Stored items
----

//! Engine facade.
//!
//! [`SocialGraphEngine`] wires the components to one graph store and one
//! event publisher. The transport layer in front of it calls one operation
//! per inbound request; the engine keeps no state between calls beyond the
//! shared handles.

use std::sync::Arc;
use tracing::{info, instrument};

use social_graph_repository::GraphStore;
use social_graph_shared::{User, UserId};

use crate::admin::AdminCapability;
use crate::config::EngineConfig;
use crate::content::ContentManager;
use crate::counters::LikeCounter;
use crate::errors::EngineError;
use crate::events::EventPublisher;
use crate::lookup::{load_user, require_present};
use crate::relationship::RelationshipManager;
use crate::visibility::VisibilityGate;

/// Entry point for every social graph operation.
///
/// # Example
///
/// ```ignore
/// let engine = SocialGraphEngine::new(store, publisher, EngineConfig::from_env());
/// engine.relationships().send_request(&alice, &bob).await?;
/// engine.relationships().accept_request(&bob, &alice).await?;
/// engine.likes().like(&story_id, &alice).await?;
/// ```
#[derive(Clone)]
pub struct SocialGraphEngine {
    store: Arc<dyn GraphStore>,
    config: EngineConfig,
    relationships: RelationshipManager,
    content: ContentManager,
    visibility: VisibilityGate,
    likes: LikeCounter,
}

impl SocialGraphEngine {
    pub fn new(
        store: Arc<dyn GraphStore>,
        publisher: Arc<dyn EventPublisher>,
        config: EngineConfig,
    ) -> Self {
        let relationships = RelationshipManager::new(store.clone(), publisher.clone());
        let content = ContentManager::new(store.clone(), publisher.clone());
        let visibility = VisibilityGate::new(store.clone(), relationships.clone());
        let likes = LikeCounter::new(store.clone(), publisher, relationships.clone());

        Self {
            store,
            config,
            relationships,
            content,
            visibility,
            likes,
        }
    }

    /// Friend requests and friendships.
    pub fn relationships(&self) -> &RelationshipManager {
        &self.relationships
    }

    /// Story and highlight lifecycle.
    pub fn content(&self) -> &ContentManager {
        &self.content
    }

    /// Highlight and story listings.
    pub fn visibility(&self) -> &VisibilityGate {
        &self.visibility
    }

    /// Likes and like counters.
    pub fn likes(&self) -> &LikeCounter {
        &self.likes
    }

    pub fn config(&self) -> &EngineConfig {
        &self.config
    }

    /// Read a user profile.
    pub async fn get_user(&self, user_id: &UserId) -> Result<User, EngineError> {
        require_present("user id", user_id.as_str())?;
        load_user(self.store.as_ref(), user_id).await
    }

    /// Exchange the administrative token for an [`AdminCapability`].
    ///
    /// # Returns
    ///
    /// * `Ok(AdminCapability)` - The token matches the configured `ADMIN_TOKEN`
    /// * `Err(EngineError::Forbidden)` - Wrong token, or no token configured
    #[instrument(skip(self, token))]
    pub fn authorize_admin(&self, token: &str) -> Result<AdminCapability, EngineError> {
        let capability = AdminCapability::authorize(self.config.admin_token.as_deref(), token)?;
        info!("Administrative capability granted");
        Ok(capability)
    }
}
use crossterm::event::{KeyCode, KeyEvent, KeyModifiers};
use serde::{Deserialize, Serialize};

/// The kind of raw control a field wraps.
#[derive(Debug, Clone, Copy, PartialEq, Eq, Serialize, Deserialize)]
#[serde(rename_all = "lowercase")]
pub enum ControlKind {
    Input,
    Select,
    Textarea,
    Submit,
}

impl ControlKind {
    pub fn is_bindable(self) -> bool {
        !matches!(self, ControlKind::Submit)
    }
}

impl std::fmt::Display for ControlKind {
    fn fmt(&self, f: &mut std::fmt::Formatter<'_>) -> std::fmt::Result {
        let name = match self {
            ControlKind::Input => "input",
            ControlKind::Select => "select",
            ControlKind::Textarea => "textarea",
            ControlKind::Submit => "submit",
        };
        f.write_str(name)
    }
}

/// A bindable control: the embedding environment's raw text holder.
pub trait Control: std::fmt::Debug {
    fn kind(&self) -> ControlKind;
    fn text(&self) -> &str;
    fn set_text(&mut self, text: &str);

    /// Initial value declared on the control, pulled in once when the field
    /// is bound.
    fn value_attribute(&self) -> Option<&str> {
        None
    }

    fn name(&self) -> Option<&str> {
        None
    }
}

/// Headless control backed by a string buffer.
#[derive(Debug, Clone)]
pub struct TextControl {
    kind: ControlKind,
    name: Option<String>,
    value_attribute: Option<String>,
    buffer: String,
}

impl Default for TextControl {
    fn default() -> Self {
        Self::new()
    }
}

impl TextControl {
    pub fn new() -> Self {
        Self {
            kind: ControlKind::Input,
            name: None,
            value_attribute: None,
            buffer: String::new(),
        }
    }

    pub fn with_kind(mut self, kind: ControlKind) -> Self {
        self.kind = kind;
        self
    }

    pub fn with_name(mut self, name: impl Into<String>) -> Self {
        self.name = Some(name.into());
        self
    }

    /// Declares the initial value; the buffer is seeded with it as well.
    pub fn with_value_attribute(mut self, value: impl Into<String>) -> Self {
        let value = value.into();
        self.buffer = value.clone();
        self.value_attribute = Some(value);
        self
    }
}

impl Control for TextControl {
    fn kind(&self) -> ControlKind {
        self.kind
    }

    fn text(&self) -> &str {
        &self.buffer
    }

    fn set_text(&mut self, text: &str) {
        self.buffer.clear();
        self.buffer.push_str(text);
    }

    fn value_attribute(&self) -> Option<&str> {
        self.value_attribute.as_deref()
    }

    fn name(&self) -> Option<&str> {
        self.name.as_deref()
    }
}

/// Buffer edit produced by a single key press.
#[derive(Debug, Clone, Copy, PartialEq, Eq)]
pub(crate) enum KeyEdit {
    Insert(char),
    Backspace,
    Clear,
}

impl KeyEdit {
    pub(crate) fn from_key(key: &KeyEvent) -> Option<Self> {
        match key.code {
            KeyCode::Char(ch) => {
                if key.modifiers.contains(KeyModifiers::CONTROL) {
                    return None;
                }
                Some(KeyEdit::Insert(ch))
            }
            KeyCode::Backspace => Some(KeyEdit::Backspace),
            KeyCode::Delete => Some(KeyEdit::Clear),
            _ => None,
        }
    }

    pub(crate) fn apply(self, buffer: &mut String) {
        match self {
            KeyEdit::Insert(ch) => buffer.push(ch),
            KeyEdit::Backspace => {
                buffer.pop();
            }
            KeyEdit::Clear => buffer.clear(),
        }
    }
}

#[cfg(test)]
mod tests {
    use super::*;

    #[test]
    fn value_attribute_seeds_buffer() {
        let control = TextControl::new()
            .with_name("dob")
            .with_value_attribute("2016-01-05");
        assert_eq!(control.text(), "2016-01-05");
        assert_eq!(control.value_attribute(), Some("2016-01-05"));
        assert_eq!(control.name(), Some("dob"));
    }

    #[test]
    fn control_chords_do_not_edit() {
        let ctrl_a = KeyEvent::new(KeyCode::Char('a'), KeyModifiers::CONTROL);
        assert_eq!(KeyEdit::from_key(&ctrl_a), None);

        let mut buffer = String::from("ab");
        KeyEdit::from_key(&KeyEvent::new(KeyCode::Backspace, KeyModifiers::NONE))
            .unwrap()
            .apply(&mut buffer);
        assert_eq!(buffer, "a");
        KeyEdit::from_key(&KeyEvent::new(KeyCode::Delete, KeyModifiers::NONE))
            .unwrap()
            .apply(&mut buffer);
        assert!(buffer.is_empty());
    }

    #[test]
    fn submit_controls_are_not_bindable() {
        assert!(!ControlKind::Submit.is_bindable());
        assert!(ControlKind::Textarea.is_bindable());
    }
}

----

The answer must be every line from the entries above that holds the string "Insert".

    Insert(char),
                Some(KeyEdit::Insert(ch))
            KeyEdit::Insert(ch) => buffer.push(ch),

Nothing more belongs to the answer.